In South Africa, the conversation around digital inclusion often focuses on access to mobile networks, online education, digital banking and government services. But one important aspect of digital inclusion receives far less attention, which is access to safe, regulated digital credit.

Source: Supplied. Nita Morgan is director at Prime Loans.
For millions of South Africans, particularly lower- to middle-income earners and those operating in the informal economy, traditional banking products remain out of reach. Many consumers cannot access credit cards, overdrafts or personal loans through conventional banking channels, despite needing financial support to manage temporary shortfalls or unexpected expenses.
At the same time, economic pressure on households continues to intensify. Rising food prices, transport costs, electricity tariffs and broader cost-of-living pressures mean more South Africans are relying on credit simply to get through the month.
In this environment, digital lending platforms have become an increasingly important part of the financial ecosystem. Much of this innovation has been enabled by South Africa’s rapidly expanding mobile and telecommunications infrastructure.
Bridging financial gaps
Today, many consumers access financial services primarily through their smartphones, allowing regulated lenders to provide faster, more accessible and more secure digital lending solutions directly through online platforms and mobile apps.
In this way, digital lending can reduce barriers, improve convenience and widen financial participation, particularly for consumers in underserved communities.
Platforms such as the Prime Loans app are helping streamline this process further, enabling consumers to verify their identity, submit documentation and access credit more efficiently through a secure digital platform thereby reducing friction and delays.
In many ways, digital credit has become part of the country’s modern financial infrastructure - a practical tool helping people manage financial pressure in real time. But digital inclusion is not simply about access. It is also about safety, transparency and trust.
And this is where South Africa faces a growing challenge.
Digital lending risks
As more financial services move online, so too do the risks facing consumers.
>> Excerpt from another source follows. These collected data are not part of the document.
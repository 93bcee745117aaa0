//! Geometry and colour types shared by the binding and the shell.
//!
//! Canonical space is the canvas:
//! - device pixels
//! - origin top-left
//! - +X right, +Y down

mod canvas;
mod color;
mod rect;
mod vec2;

pub use canvas::CanvasSize;
pub use color::ColorRgba;
pub use rect::Rect;
pub use vec2::Vec2;
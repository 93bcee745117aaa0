//! Design studio shell.
//!
//! Editor state ([`Shell`]) in front of the engine binding, plus the winit
//! window that feeds it pointer and keyboard input.

pub mod app;
pub mod canvas;
pub mod config;
pub mod input;
pub mod shapes;
pub mod shell;

pub use config::ShellConfig;
pub use shell::Shell;
/// Straight-alpha RGBA color as the engine receives it.
///
/// Channels are nominally in `[0, 1]`; nothing in the binding clamps or checks them.
#[derive(Debug, Copy, Clone, Default, PartialEq)]
pub struct ColorRgba {
    pub r: f32,
    pub g: f32,
    pub b: f32,
    pub a: f32,
}

impl ColorRgba {
    #[inline]
    pub const fn new(r: f32, g: f32, b: f32, a: f32) -> Self {
        Self { r, g, b, a }
    }

    /// Opaque color from three channels.
    #[inline]
    pub const fn opaque(r: f32, g: f32, b: f32) -> Self {
        Self::new(r, g, b, 1.0)
    }

    /// Returns true when every channel lies in `[0, 1]`.
    #[inline]
    pub fn is_normalized(self) -> bool {
        [self.r, self.g, self.b, self.a]
            .iter()
            .all(|c| (0.0..=1.0).contains(c))
    }
}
Fraudulent loan offers, impersonation scams and fake digital lenders are becoming increasingly common, particularly on social media and messaging platforms. Consumers under financial pressure are often targeted with promises of instant approval or guaranteed loans, only to be defrauded or manipulated into sharing sensitive personal information.
This is why digital trust and security mechanisms have become increasingly important within the regulated lending environment. One-Time Pins (OTPs), identity verification systems and secure mobile authentication processes now form a critical part of responsible digital lending helping consumers ascertain whether they are dealing with legitimate, regulated providers.
This is because for many first-time borrowers, distinguishing between a regulated lender and an illegal operator is not always straightforward.
And, as access to formal credit becomes more constrained, many consumers are being pushed toward informal and illegal lenders operating outside the regulatory framework. These loan sharks exploit financial desperation, charging exorbitant interest rates and, in some cases, using intimidation or coercion to collect repayments.
Protecting young borrowers
For consumers already under pressure, the consequences can be devastating.
This risk is particularly acute for younger and digitally active consumers, many of whom engage with financial products online for the first time without fully understanding how credit works, what constitutes responsible lending, or the implications of processes such as debt review.
This is why financial literacy and consumer education must become a far bigger part of South Africa’s digital inclusion agenda. Access to technology alone is not enough if consumers do not understand how to identify regulated lenders, compare the true cost of credit, protect their personal information online or understand the consequences of the financial products they are signing up for.
For example, while debt review plays an important role for over-indebted consumers, there is growing concern that some individuals enter the process without fully understanding that they will be unable to access further credit until the review is completed. Greater financial literacy and clearer consumer education are therefore essential as digital financial services continue to expand.
At the same time, the formal short-term lending sector is facing mounting pressure of its own.
The regulatory framework governing short-term credit has not been meaningfully updated since 2015. Over the past decade, inflation, compliance obligations and operational costs have increased significantly, while pricing caps governing interest rates and fees have remained largely unchanged.
Industry bodies such as the Credit Association of South Africa (CASA) have already engaged regulators and policymakers on the need to modernise this framework so that responsible lenders can continue expanding access to regulated credit sustainably. The reality is that consumers do not stop borrowing. They simply migrate toward unregulated alternatives, where there are few protections and significantly greater risks.
Digital systems play a vital role in enabling participation and resilience in modern society. In South Africa, digital financial inclusion must be central to that conversation..
Access to safe, transparent and regulated digital credit can help consumers navigate financial pressure, participate more fully in the economy and avoid far riskier alternatives.
But for digital lending to truly serve as a financial lifeline, the broader ecosystem must support it through balanced regulation, stronger consumer education and continued efforts to protect vulnerable consumers from illegal operators. Because in a digitally connected world, financial inclusion increasingly depends not only on access to technology but on access to safe financial tools within it.